Fiendish Frankenstein monsters
Q: What is the major cause of the economic fiasco?
A: The whole history of capitalism has had up-bubbles in real estate and down-bubbles after something different. This time the new fiendish Frankenstein monsters of financial engineering blinded the eyes and the minds of everybody. The CEOs and the chief financial officers are the most surprised people. Nobody learned any lesson from Long-Term Capital Management. And what happens with this "new financial engineering" is an incredible "super over-leveraging" and you don't even know you're doing it. You know, it's as if you've been blindfolded. And nobody learned any lesson from that. Bear Stearns failed miserably. They were the chief brokerage company for Longboat Capital Management. They should have been able to see from the inside, but they didn't, and the head of it played in bridge tournaments. And this all could happen only because Bush, with his "compassionate capitalism" appointed incompetent people. The head of the Securities and Exchange Commission said I'm going to run a "kinder and gentler SEC." What did that mean to everybody? Reach for it. Nobody is going to penalize you.
Fragile capitalism
Q: So you're referring to the situation with less supervisory regulation?
A: Deregulated capitalism is a fragile flower bound to commit self-suicide.
Q: You have experienced and studied the Great Depression. What is the difference between the Great Depression and the current financial crisis?
A: Well, the present one in America is still primarily a Wall Street phenomenon. But right behind that is going to be a Main Street downturn, because all of the swollen population, aged 50 to 65, have lost from these subprime ridiculous mortgages.

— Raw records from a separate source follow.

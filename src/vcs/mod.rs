//! Version control adapter.
//!
//! The engine only talks to source control through the [`Vcs`] trait. The real
//! implementation, [`Git`], shells out to the `git` executable; every call
//! blocks until that process exits.

mod git;

pub use git::Git;

use std::fmt;
use std::io;
use std::path::Path;

/// Name of the repository metadata directory inside a checkout.
pub const METADATA_DIR: &str = ".git";

#[derive(Debug)]
pub enum VcsError {
    /// The tool could not be started at all.
    Spawn { command: String, source: io::Error },
    /// The tool ran and exited unsuccessfully.
    Failed {
        command: String,
        code: Option<i32>,
        stderr: String,
    },
    /// There is no repository at the given path.
    Missing(String),
}

impl fmt::Display for VcsError {
    fn fmt(&self, f: &mut fmt::Formatter<'_>) -> fmt::Result {
        match self {
            VcsError::Spawn { command, source } => {
                write!(f, "could not run `{}`: {}", command, source)
            }
            VcsError::Failed {
                command,
                code,
                stderr,
            } => {
                match code {
                    Some(code) => write!(f, "`{}` exited with status {}", command, code)?,
                    None => write!(f, "`{}` was terminated", command)?,
                }
                if !stderr.is_empty() {
                    write!(f, ": {}", stderr)?;
                }
                Ok(())
            }
            VcsError::Missing(path) => write!(f, "no repository at {}", path),
        }
    }
}

impl std::error::Error for VcsError {
    fn source(&self) -> Option<&(dyn std::error::Error + 'static)> {
        match self {
            VcsError::Spawn { source, .. } => Some(source),
            _ => None,
        }
    }
}

/// Source control operations the resolver and reconciler need.
///
/// Implementations are shared by every worker thread of a level.
pub trait Vcs: Send + Sync {
    /// Fetch the full repository at `url` into `dest`.
    fn clone_repo(&self, url: &str, dest: &Path) -> Result<(), VcsError>;

    /// Symbolic name of the checked-out branch, or `""` when HEAD is detached.
    fn current_branch(&self, dir: &Path) -> Result<String, VcsError>;

    /// Full hash of HEAD.
    fn current_commit(&self, dir: &Path) -> Result<String, VcsError>;

    fn checkout_branch(&self, dir: &Path, branch: &str) -> Result<(), VcsError>;

    /// Make the working tree match `commit`, keeping the current branch name.
    fn checkout_commit(&self, dir: &Path, commit: &str) -> Result<(), VcsError>;

    /// Fast-forward `branch` to the tip of its upstream.
    fn pull(&self, dir: &Path, branch: &str) -> Result<(), VcsError>;

    /// URL of the `origin` remote, if `dir` is a repository that has one.
    fn origin_url(&self, dir: &Path) -> Result<Option<String>, VcsError>;

    fn is_repo(&self, dir: &Path) -> bool {
        dir.join(METADATA_DIR).exists()
    }
}
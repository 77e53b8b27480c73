//! Lifecycle notifications
//!
//! Every animation and interpolation owns a [`Listeners`] registry. Callers
//! subscribe with a filter and get back a [`Subscription`] token that removes
//! the callback again. Callbacks receive a [`Notification`] carrying the
//! emitting instance's [`InstanceId`], so one callback can serve many
//! instances and still tell them apart.
//!
//! Callbacks run on whichever thread emits the event (usually the scheduler
//! worker) and outside the registry lock, so they may subscribe, unsubscribe
//! or drive the emitting instance.

use std::fmt;
use std::sync::atomic::{AtomicU64, Ordering};
use std::sync::{Arc, Weak};

use parking_lot::Mutex;
use slotmap::{new_key_type, SlotMap};
use smallvec::SmallVec;

new_key_type! {
    /// Key of one registered callback
    pub struct ListenerId;
}

/// Process-unique identity of an animation or interpolation
#[derive(Clone, Copy, Debug, PartialEq, Eq, Hash, PartialOrd, Ord)]
pub struct InstanceId(u64);

impl InstanceId {
    pub(crate) fn next() -> Self {
        static NEXT: AtomicU64 = AtomicU64::new(1);
        Self(NEXT.fetch_add(1, Ordering::Relaxed))
    }

    pub fn as_u64(self) -> u64 {
        self.0
    }
}

impl fmt::Display for InstanceId {
    fn fmt(&self, f: &mut fmt::Formatter<'_>) -> fmt::Result {
        write!(f, "#{}", self.0)
    }
}

/// Events emitted by an [`Animation`](crate::Animation)
#[derive(Clone, Copy, Debug, PartialEq, Eq, Hash)]
pub enum AnimationEvent {
    Start,
    Pause,
    Resume,
    Complete,
    Loop,
    FrameStart,
    FrameComplete,
}

/// Events emitted by an [`Interpolation`](crate::Interpolation)
#[derive(Clone, Copy, Debug, PartialEq, Eq, Hash)]
pub enum InterpolationEvent {
    Pause,
    Resume,
    Complete,
    FrameStart,
    FrameComplete,
}

/// One delivered event
#[derive(Clone, Copy, Debug, PartialEq, Eq)]
pub struct Notification<E> {
    pub source: InstanceId,
    pub event: E,
}

/// Which events a callback wants
#[derive(Clone, Copy, Debug, PartialEq, Eq)]
pub enum EventFilter<E> {
    Any,
    Only(E),
}

impl<E: PartialEq> EventFilter<E> {
    pub fn matches(&self, event: &E) -> bool {
        match self {
            EventFilter::Any => true,
            EventFilter::Only(wanted) => wanted == event,
        }
    }
}

impl<E> From<E> for EventFilter<E> {
    fn from(event: E) -> Self {
        EventFilter::Only(event)
    }
}

type Callback<E> = Arc<dyn Fn(&Notification<E>) + Send + Sync>;

struct Listener<E> {
    filter: EventFilter<E>,
    callback: Callback<E>,
}

type Registry<E> = Mutex<SlotMap<ListenerId, Listener<E>>>;

/// Type-erased removal, so [`Subscription`] needs no event parameter
trait Unsubscribe: Send + Sync {
    fn remove(&self, id: ListenerId) -> bool;
}

impl<E: Send + 'static> Unsubscribe for Registry<E> {
    fn remove(&self, id: ListenerId) -> bool {
        self.lock().remove(id).is_some()
    }
}

/// Callback registry for one event type
pub struct Listeners<E> {
    registry: Arc<Registry<E>>,
}

impl<E> Listeners<E>
where
    E: Copy + PartialEq + Send + 'static,
{
    pub fn new() -> Self {
        Self {
            registry: Arc::new(Mutex::new(SlotMap::with_key())),
        }
    }

    /// Register a callback for the events passing `filter`
    pub fn subscribe<F>(&self, filter: impl Into<EventFilter<E>>, callback: F) -> Subscription
    where
        F: Fn(&Notification<E>) + Send + Sync + 'static,
    {
        let id = self.registry.lock().insert(Listener {
            filter: filter.into(),
            callback: Arc::new(callback),
        });
        let registry: Arc<dyn Unsubscribe> = self.registry.clone();
        Subscription {
            registry: Arc::downgrade(&registry),
            id,
        }
    }

    /// Deliver `event` to every matching callback
    pub fn emit(&self, source: InstanceId, event: E) {
        let callbacks: SmallVec<[Callback<E>; 4]> = self
            .registry
            .lock()
            .values()
            .filter(|listener| listener.filter.matches(&event))
            .map(|listener| listener.callback.clone())
            .collect();

        if callbacks.is_empty() {
            return;
        }
        let notification = Notification { source, event };
        for callback in callbacks {
            callback(&notification);
        }
    }

    pub fn len(&self) -> usize {
        self.registry.lock().len()
    }

    pub fn is_empty(&self) -> bool {
        self.len() == 0
    }

    pub fn clear(&self) {
        self.registry.lock().clear();
    }
}

impl<E> Default for Listeners<E>
where
    E: Copy + PartialEq + Send + 'static,
{
    fn default() -> Self {
        Self::new()
    }
}

impl<E> fmt::Debug for Listeners<E> {
    fn fmt(&self, f: &mut fmt::Formatter<'_>) -> fmt::Result {
        f.debug_struct("Listeners")
            .field("count", &self.registry.lock().len())
            .finish()
    }
}

/// Token returned by `subscribe`
///
/// Dropping the token leaves the callback registered; call
/// [`Subscription::unsubscribe`] to remove it.
pub struct Subscription {
    registry: Weak<dyn Unsubscribe>,
    id: ListenerId,
}

impl Subscription {
    /// Remove the callback
    ///
    /// Returns `true` if it was still registered. Repeated calls, and calls
    /// after the owning instance is gone, do nothing.
    pub fn unsubscribe(&self) -> bool {
        match self.registry.upgrade() {
            Some(registry) => registry.remove(self.id),
            None => false,
        }
    }

    pub fn id(&self) -> ListenerId {
        self.id
    }
}

impl fmt::Debug for Subscription {
    fn fmt(&self, f: &mut fmt::Formatter<'_>) -> fmt::Result {
        f.debug_struct("Subscription").field("id", &self.id).finish()
    }
}
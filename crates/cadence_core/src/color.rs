//! Color value type

/// RGBA color (linear space)
#[derive(Clone, Copy, Debug, PartialEq)]
pub struct Color {
    pub r: f64,
    pub g: f64,
    pub b: f64,
    pub a: f64,
}

impl Color {
    pub const WHITE: Color = Color::rgb(1.0, 1.0, 1.0);
    pub const BLACK: Color = Color::rgb(0.0, 0.0, 0.0);
    pub const RED: Color = Color::rgb(1.0, 0.0, 0.0);
    pub const GREEN: Color = Color::rgb(0.0, 1.0, 0.0);
    pub const BLUE: Color = Color::rgb(0.0, 0.0, 1.0);
    pub const TRANSPARENT: Color = Color::rgba(0.0, 0.0, 0.0, 0.0);

    pub const fn rgb(r: f64, g: f64, b: f64) -> Self {
        Self { r, g, b, a: 1.0 }
    }

    pub const fn rgba(r: f64, g: f64, b: f64, a: f64) -> Self {
        Self { r, g, b, a }
    }

    pub fn from_hex(hex: u32) -> Self {
        let r = ((hex >> 16) & 0xFF) as f64 / 255.0;
        let g = ((hex >> 8) & 0xFF) as f64 / 255.0;
        let b = (hex & 0xFF) as f64 / 255.0;
        Self::rgb(r, g, b)
    }

    pub fn with_alpha(mut self, alpha: f64) -> Self {
        self.a = alpha;
        self
    }

    pub fn to_array(&self) -> [f64; 4] {
        [self.r, self.g, self.b, self.a]
    }

    /// Copy with every channel clamped into `[0, 1]`
    pub fn clamped(&self) -> Self {
        Self::rgba(
            self.r.clamp(0.0, 1.0),
            self.g.clamp(0.0, 1.0),
            self.b.clamp(0.0, 1.0),
            self.a.clamp(0.0, 1.0),
        )
    }
}

impl Default for Color {
    fn default() -> Self {
        Self::BLACK
    }
}

#[cfg(test)]
mod tests {
    use super::*;

    #[test]
    fn test_from_hex() {
        let c = Color::from_hex(0xFF8000);
        assert_eq!(c.r, 1.0);
        assert!((c.g - 128.0 / 255.0).abs() < 1e-12);
        assert_eq!(c.b, 0.0);
        assert_eq!(c.a, 1.0);
    }

    #[test]
    fn test_clamped() {
        let c = Color::rgba(1.2, -0.1, 0.5, 2.0).clamped();
        assert_eq!(c, Color::rgba(1.0, 0.0, 0.5, 1.0));
    }
}
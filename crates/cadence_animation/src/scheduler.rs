//! Animation scheduler
//!
//! One shared clock for every animation and interpolation in the process.
//! Instances register a periodic task and get a [`TaskHandle`] back; the
//! scheduler calls their [`Tick::tick`] once per period until the handle is
//! cancelled or the instance is dropped.
//!
//! The scheduler only ever holds a [`Weak`] reference to an instance. It owns
//! no animation state, so cancelling a task never loses progress.
//!
//! There are two ways to drive the clock:
//!
//! - [`AnimationScheduler::start_background`] runs a single named worker
//!   thread that sleeps until the next deadline.
//! - [`AnimationScheduler::advance`] lets a host that owns its own frame
//!   clock (or a test) step time explicitly.
//!
//! Either way only one driver runs ticks at a time, and ticks run one after
//! another in deadline order.
//!
//! ```rust
//! use std::sync::Arc;
//! use std::sync::atomic::{AtomicUsize, Ordering};
//! use std::time::Duration;
//! use cadence_animation::{AnimationScheduler, Tick};
//!
//! struct Counter(AtomicUsize);
//!
//! impl Tick for Counter {
//!     fn tick(&self) {
//!         self.0.fetch_add(1, Ordering::SeqCst);
//!     }
//! }
//!
//! let scheduler = AnimationScheduler::new();
//! let counter = Arc::new(Counter(AtomicUsize::new(0)));
//! let runner: Arc<dyn Tick> = counter.clone();
//!
//! let task = scheduler
//!     .handle()
//!     .register(Arc::downgrade(&runner), Duration::from_millis(10), Duration::ZERO)
//!     .unwrap();
//!
//! scheduler.advance(Duration::from_millis(100));
//! assert_eq!(counter.0.load(Ordering::SeqCst), 10);
//!
//! task.cancel();
//! scheduler.advance(Duration::from_millis(100));
//! assert_eq!(counter.0.load(Ordering::SeqCst), 10);
//! ```

use std::fmt;
use std::sync::atomic::{AtomicBool, Ordering};
use std::sync::{Arc, Weak};
use std::thread::{self, JoinHandle, Thread};
use std::time::{Duration, Instant};

use parking_lot::Mutex;
use slotmap::{new_key_type, SlotMap};
use tracing::{debug, trace};

use crate::config::{OverrunPolicy, SchedulerConfig};
use crate::error::Result;

/// Shortest accepted period
const MIN_PERIOD: Duration = Duration::from_micros(100);

/// Something the scheduler can run once per period
pub trait Tick: Send + Sync {
    fn tick(&self);
}

new_key_type! {
    /// Key of one periodic registration
    pub struct TaskId;
}

struct Task {
    runner: Weak<dyn Tick>,
    period: Duration,
    next_due: Duration,
    cancelled: Arc<AtomicBool>,
}

/// Internal state of the animation scheduler
struct SchedulerInner {
    tasks: SlotMap<TaskId, Task>,
    /// Scheduler time, measured from creation
    now: Duration,
    dropped_ticks: u64,
    /// Background worker, unparked when a task is registered
    worker: Option<Thread>,
}

impl SchedulerInner {
    fn next_deadline(&self) -> Option<Duration> {
        self.tasks.values().map(|task| task.next_due).min()
    }
}

struct Shared {
    inner: Mutex<SchedulerInner>,
    /// Held by whoever is currently running ticks
    driver: Mutex<()>,
    stop_flag: AtomicBool,
}

impl Shared {
    /// Run every tick due strictly before `target`, earliest deadline first
    fn run_until(&self, target: Duration, overrun: OverrunPolicy) -> usize {
        let _driver = self.driver.lock();
        let mut ran = 0;

        loop {
            let (id, runner, cancelled) = {
                let mut inner = self.inner.lock();
                let Some((id, due)) = inner
                    .tasks
                    .iter()
                    .filter(|(_, task)| task.next_due < target)
                    .min_by_key(|(_, task)| task.next_due)
                    .map(|(id, task)| (id, task.next_due))
                else {
                    break;
                };

                inner.now = inner.now.max(due);
                let task = &mut inner.tasks[id];
                task.next_due = due + task.period;

                // Skip every missed deadline still inside [now, target)
                let mut dropped = 0;
                if overrun == OverrunPolicy::Drop && task.next_due < target {
                    let behind = (target - task.next_due).as_nanos();
                    let period = task.period.as_nanos();
                    let missed = behind.div_ceil(period);
                    let skip = u64::try_from(missed * period).unwrap_or(u64::MAX);
                    task.next_due = task.next_due.saturating_add(Duration::from_nanos(skip));
                    dropped = u64::try_from(missed).unwrap_or(u64::MAX);
                }
                let runner = task.runner.clone();
                let cancelled = Arc::clone(&task.cancelled);

                if dropped > 0 {
                    inner.dropped_ticks = inner.dropped_ticks.saturating_add(dropped);
                    trace!("task {:?} fell behind, dropped {} ticks", id, dropped);
                }
                (id, runner, cancelled)
            };

            // Cancellation wins over a tick that was already picked
            let runner = if cancelled.load(Ordering::Acquire) {
                None
            } else {
                runner.upgrade()
            };

            match runner {
                Some(runner) => {
                    runner.tick();
                    ran += 1;
                }
                None => {
                    self.inner.lock().tasks.remove(id);
                    trace!("pruned task {:?}", id);
                }
            }
        }

        let mut inner = self.inner.lock();
        inner.now = inner.now.max(target);
        ran
    }
}

/// The scheduler that ticks every registered animation and interpolation
///
/// Created once by the host and shared through [`SchedulerHandle`]s.
/// Dropping it stops the background worker and makes every handle inert.
pub struct AnimationScheduler {
    shared: Arc<Shared>,
    config: SchedulerConfig,
    /// Background thread handle (if running)
    thread_handle: Option<JoinHandle<()>>,
}

impl AnimationScheduler {
    pub fn new() -> Self {
        Self::with_config(SchedulerConfig::default())
    }

    pub fn with_config(config: SchedulerConfig) -> Self {
        Self {
            shared: Arc::new(Shared {
                inner: Mutex::new(SchedulerInner {
                    tasks: SlotMap::with_key(),
                    now: Duration::ZERO,
                    dropped_ticks: 0,
                    worker: None,
                }),
                driver: Mutex::new(()),
                stop_flag: AtomicBool::new(false),
            }),
            config,
            thread_handle: None,
        }
    }

    pub fn config(&self) -> &SchedulerConfig {
        &self.config
    }

    /// Get a weak handle for registering tasks
    pub fn handle(&self) -> SchedulerHandle {
        SchedulerHandle {
            shared: Arc::downgrade(&self.shared),
        }
    }

    /// Start ticking on a background thread
    ///
    /// The worker maps real time onto the scheduler clock, sleeps until the
    /// earliest deadline and applies the configured [`OverrunPolicy`] when it
    /// falls behind. Calling this while the worker runs does nothing.
    pub fn start_background(&mut self) -> Result<()> {
        if self.thread_handle.is_some() {
            return Ok(());
        }

        self.shared.stop_flag.store(false, Ordering::Release);
        let shared = Arc::clone(&self.shared);
        let max_park = self.config.max_park();
        let overrun = self.config.overrun;

        let handle = thread::Builder::new()
            .name(self.config.thread_name.clone())
            .spawn(move || run_worker(shared, max_park, overrun))?;

        debug!("scheduler worker `{}` started", self.config.thread_name);
        self.thread_handle = Some(handle);
        Ok(())
    }

    /// Stop the background thread and wait for it to exit
    pub fn stop_background(&mut self) {
        let Some(handle) = self.thread_handle.take() else {
            return;
        };
        self.shared.stop_flag.store(true, Ordering::Release);
        handle.thread().unpark();
        let _ = handle.join();
        self.shared.stop_flag.store(false, Ordering::Release);
        debug!("scheduler worker `{}` stopped", self.config.thread_name);
    }

    /// Check if the background thread is running
    pub fn is_background_running(&self) -> bool {
        self.thread_handle.is_some()
    }

    /// Move the clock forward by `dt`, running every tick due in `[now, now + dt)`
    ///
    /// Ticks run in deadline order and nothing is dropped. Returns the number
    /// of ticks run. Must not be called from inside a tick.
    pub fn advance(&self, dt: Duration) -> usize {
        let target = self.now() + dt;
        self.shared.run_until(target, OverrunPolicy::CatchUp)
    }

    /// Current scheduler time, measured from creation
    pub fn now(&self) -> Duration {
        self.shared.inner.lock().now
    }

    /// Number of live registrations
    pub fn task_count(&self) -> usize {
        self.shared.inner.lock().tasks.len()
    }

    /// Ticks skipped by the worker under [`OverrunPolicy::Drop`]
    pub fn dropped_ticks(&self) -> u64 {
        self.shared.inner.lock().dropped_ticks
    }
}

impl Default for AnimationScheduler {
    fn default() -> Self {
        Self::new()
    }
}

impl Drop for AnimationScheduler {
    fn drop(&mut self) {
        self.stop_background();
    }
}

impl fmt::Debug for AnimationScheduler {
    fn fmt(&self, f: &mut fmt::Formatter<'_>) -> fmt::Result {
        f.debug_struct("AnimationScheduler")
            .field("now", &self.now())
            .field("tasks", &self.task_count())
            .field("background", &self.is_background_running())
            .finish()
    }
}

fn run_worker(shared: Arc<Shared>, max_park: Duration, overrun: OverrunPolicy) {
    let origin = Instant::now();
    let base = {
        let mut inner = shared.inner.lock();
        inner.worker = Some(thread::current());
        inner.now
    };

    while !shared.stop_flag.load(Ordering::Acquire) {
        let target = base + origin.elapsed();
        shared.run_until(target, overrun);

        let wait = match shared.inner.lock().next_deadline() {
            Some(due) => due.saturating_sub(base + origin.elapsed()).min(max_park),
            None => max_park,
        };
        if !wait.is_zero() {
            thread::park_timeout(wait);
        }
    }

    shared.inner.lock().worker = None;
}

/// A weak handle to the animation scheduler
///
/// This is passed to every animation and interpolation.
/// It won't prevent the scheduler from being dropped.
#[derive(Clone)]
pub struct SchedulerHandle {
    shared: Weak<Shared>,
}

impl SchedulerHandle {
    /// Run `runner` every `period`, first after `initial_delay`
    ///
    /// Returns `None` if the scheduler has been dropped. Periods shorter than
    /// 100µs are raised to that.
    pub fn register(
        &self,
        runner: Weak<dyn Tick>,
        period: Duration,
        initial_delay: Duration,
    ) -> Option<TaskHandle> {
        let shared = self.shared.upgrade()?;
        let cancelled = Arc::new(AtomicBool::new(false));

        let id = {
            let mut inner = shared.inner.lock();
            let next_due = inner.now + initial_delay;
            let id = inner.tasks.insert(Task {
                runner,
                period: period.max(MIN_PERIOD),
                next_due,
                cancelled: Arc::clone(&cancelled),
            });
            if let Some(worker) = &inner.worker {
                worker.unpark();
            }
            id
        };

        trace!("registered task {:?} every {:?}", id, period);
        Some(TaskHandle {
            id,
            cancelled,
            shared: self.shared.clone(),
        })
    }

    /// Check if the scheduler is still alive
    pub fn is_alive(&self) -> bool {
        self.shared.strong_count() > 0
    }
}

impl fmt::Debug for SchedulerHandle {
    fn fmt(&self, f: &mut fmt::Formatter<'_>) -> fmt::Result {
        f.debug_struct("SchedulerHandle")
            .field("alive", &self.is_alive())
            .finish()
    }
}

/// One periodic registration
///
/// Clones refer to the same registration. Once cancelled it stays cancelled;
/// scheduling again always produces a new handle.
#[derive(Clone)]
pub struct TaskHandle {
    id: TaskId,
    cancelled: Arc<AtomicBool>,
    shared: Weak<Shared>,
}

impl TaskHandle {
    /// Stop future ticks
    ///
    /// A tick already running is allowed to finish. Cancelling twice, or
    /// after the scheduler is gone, does nothing.
    pub fn cancel(&self) {
        if self.cancelled.swap(true, Ordering::AcqRel) {
            return;
        }
        if let Some(shared) = self.shared.upgrade() {
            shared.inner.lock().tasks.remove(self.id);
        }
        trace!("cancelled task {:?}", self.id);
    }

    pub fn is_cancelled(&self) -> bool {
        self.cancelled.load(Ordering::Acquire)
    }

    pub fn id(&self) -> TaskId {
        self.id
    }
}

impl fmt::Debug for TaskHandle {
    fn fmt(&self, f: &mut fmt::Formatter<'_>) -> fmt::Result {
        f.debug_struct("TaskHandle")
            .field("id", &self.id)
            .field("cancelled", &self.is_cancelled())
            .finish()
    }
}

They've lost much of what they're going to need to retire. And when I say "lost," it's not something that the government can stuff back in. It's gone. And, it all traces to bad deregulation, to incompetent appointments, to conflict-of-interests appointments. Harvey Pitt, the first head of the SEC for George W. Bush was a lawyer to the four big accounting firms. The four big accounting firms do not deal from an honest deck of cards. They have tricks to keep things off the balance sheet and so forth. And, these are the new fiendish Frankenstein monsters (laughter).
Q: We saw so many bubbles burst in the 1980s, including the IT bubble, and now the housing bubble has burst. Why do you think the latest one is so serious? Is this a new crisis peculiar to the era of globalization?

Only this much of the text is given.